Alex Hemingway wrote:

Could anyone help me with some information on the fate of Brockley station
during the ELL extension works. I know that there are plans to shut the ELL
for 18 months from 2007 / 2008, but what will happen to the stations from
Brockley onwards on the current mainline? I'm looking to buy a house in
Brockley, and I'm concerned there will be no London Bridge service for an
extended period. Will the mainline services continue to run throughout the
works. In fact, will there be mainline *and* ELL when the ELL opens, or just
ELL?

I've called ELL and Southern, but they both say they will respond in writing
- I was hoping for a more immediate response!

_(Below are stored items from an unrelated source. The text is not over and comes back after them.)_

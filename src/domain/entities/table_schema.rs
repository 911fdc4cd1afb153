//! # Table Schema Entities
//!
//! SQL Serverテーブル構造のドメインエンティティ

use serde::Serialize;
use std::fmt;

/// カタログ対象テーブルへの参照（スキーマ名＋テーブル名）
#[derive(Debug, Clone, PartialEq, Eq, Hash)]
pub struct TableRef {
    pub schema: String,
    pub name: String,
}

impl TableRef {
    pub fn new(schema: &str, name: &str) -> Self {
        Self {
            schema: schema.to_string(),
            name: name.to_string(),
        }
    }
}

impl fmt::Display for TableRef {
    fn fmt(&self, f: &mut fmt::Formatter<'_>) -> fmt::Result {
        write!(f, "{}.{}", self.schema, self.name)
    }
}

/// カラム定義
#[derive(Debug, Clone, Serialize)]
pub struct ColumnDef {
    pub name: String,
    pub data_type: String,
    pub max_length: Option<i32>,
    pub numeric_precision: Option<i32>,
    pub numeric_scale: Option<i32>,
    pub is_nullable: bool,
    pub default: Option<String>,
    pub position: i32,
}

impl ColumnDef {
    /// 表示用のデータ型表記を返す
    ///
    /// 文字型は `NVARCHAR(50)`、`max_length == -1` は `NVARCHAR(MAX)`、
    /// 数値型は `DECIMAL(10,2)` のように整形する
    pub fn formatted_type(&self) -> String {
        let dt = self.data_type.to_uppercase();

        if let Some(max_len) = self.max_length {
            if matches!(dt.as_str(), "NVARCHAR" | "VARCHAR" | "NCHAR" | "CHAR") {
                if max_len == -1 {
                    return format!("{}(MAX)", dt);
                }
                return format!("{}({})", dt, max_len);
            }
        }

        if let Some(precision) = self.numeric_precision {
            if let Some(scale) = self.numeric_scale.filter(|s| *s != 0) {
                return format!("{}({},{})", dt, precision, scale);
            }
            return format!("{}({})", dt, precision);
        }

        dt
    }
}

/// 主キーカラム
#[derive(Debug, Clone, Serialize)]
pub struct PrimaryKeyColumn {
    pub name: String,
    pub data_type: String,
}

/// 外部キー参照
#[derive(Debug, Clone, Serialize)]
pub struct ForeignKeyRef {
    pub name: String,
    pub column: String,
    pub referenced_schema: String,
    pub referenced_table: String,
    pub referenced_column: String,
}

/// インデックス定義
#[derive(Debug, Clone, Serialize)]
pub struct IndexDef {
    pub name: String,
    #[serde(rename = "type")]
    pub type_desc: String,
    pub is_unique: bool,
    pub columns: String,
}

/// テーブル構造一式
#[derive(Debug, Clone, Serialize)]
pub struct TableSchema {
    pub columns: Vec<ColumnDef>,
    pub primary_keys: Vec<PrimaryKeyColumn>,
    pub foreign_keys: Vec<ForeignKeyRef>,
    pub indexes: Vec<IndexDef>,
    /// 総レコード数（読み取れなかった場合は `None`）
    pub row_count: Option<i64>,
}

impl TableSchema {
    /// 指定カラムが主キーに含まれるか
    pub fn is_primary_key(&self, column: &str) -> bool {
        self.primary_keys.iter().any(|pk| pk.name == column)
    }

    /// 指定カラムを参照元とする外部キーの一覧
    pub fn foreign_keys_for(&self, column: &str) -> Vec<&ForeignKeyRef> {
        self.foreign_keys
            .iter()
            .filter(|fk| fk.column == column)
            .collect()
    }
}

/// カタログの1エントリ
///
/// `schema == None` は「テーブルが見つからない／アクセス不可」を表す
#[derive(Debug, Clone)]
pub struct CatalogEntry {
    pub table: TableRef,
    pub description: String,
    pub schema: Option<TableSchema>,
}
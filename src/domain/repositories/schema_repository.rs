//! # Schema Repository Trait
//!
//! データベースのテーブル構造読み取りを抽象化

use anyhow::Result;
use async_trait::async_trait;

use crate::domain::entities::table_schema::{TableRef, TableSchema};

/// スキーマリポジトリ
///
/// テーブル構造の読み取り（SELECTのみ）を担当するリポジトリ
#[async_trait]
pub trait SchemaRepository: Send + Sync {
    /// テーブルが存在するかどうかを確認する
    async fn table_exists(&self, table: &TableRef) -> Result<bool>;

    /// テーブル構造（カラム、PK、FK、インデックス、件数）を読み取る
    ///
    /// # Errors
    ///
    /// テーブルが存在しない、または読み取りに失敗した場合にエラーを返す
    async fn describe_table(&self, table: &TableRef) -> Result<TableSchema>;
}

A similar question was last asked on uk.transport.london in september
'05 - unfortunately none of the replies really answered the question
(you can read it for yourself courtesy of the Google Groups archive
[1]).

I understand that both ELL *and* Southern suburban ('metro') services
will call at all stations from West Croydon to New Cross Gate. I
presume there will be a reduction in the number of Southern suburban
trains on these slow lines that go through to London Bridge, but such
services will still exist.

The line between NX Gate and West Croydon will not close - the new ELL
trains will essentially be mainline overground trains, thus they'll be
able to run on these lines. The existing ELL is closing so changes can
be made in order to bring it up to a mainline standard, so the new
trains can use it (signalling systems need to be replaced etc).

I guess there could be extra weekend engineering works on the NX Gate
to West Croydon stretch, but it certainly isn't going to shut.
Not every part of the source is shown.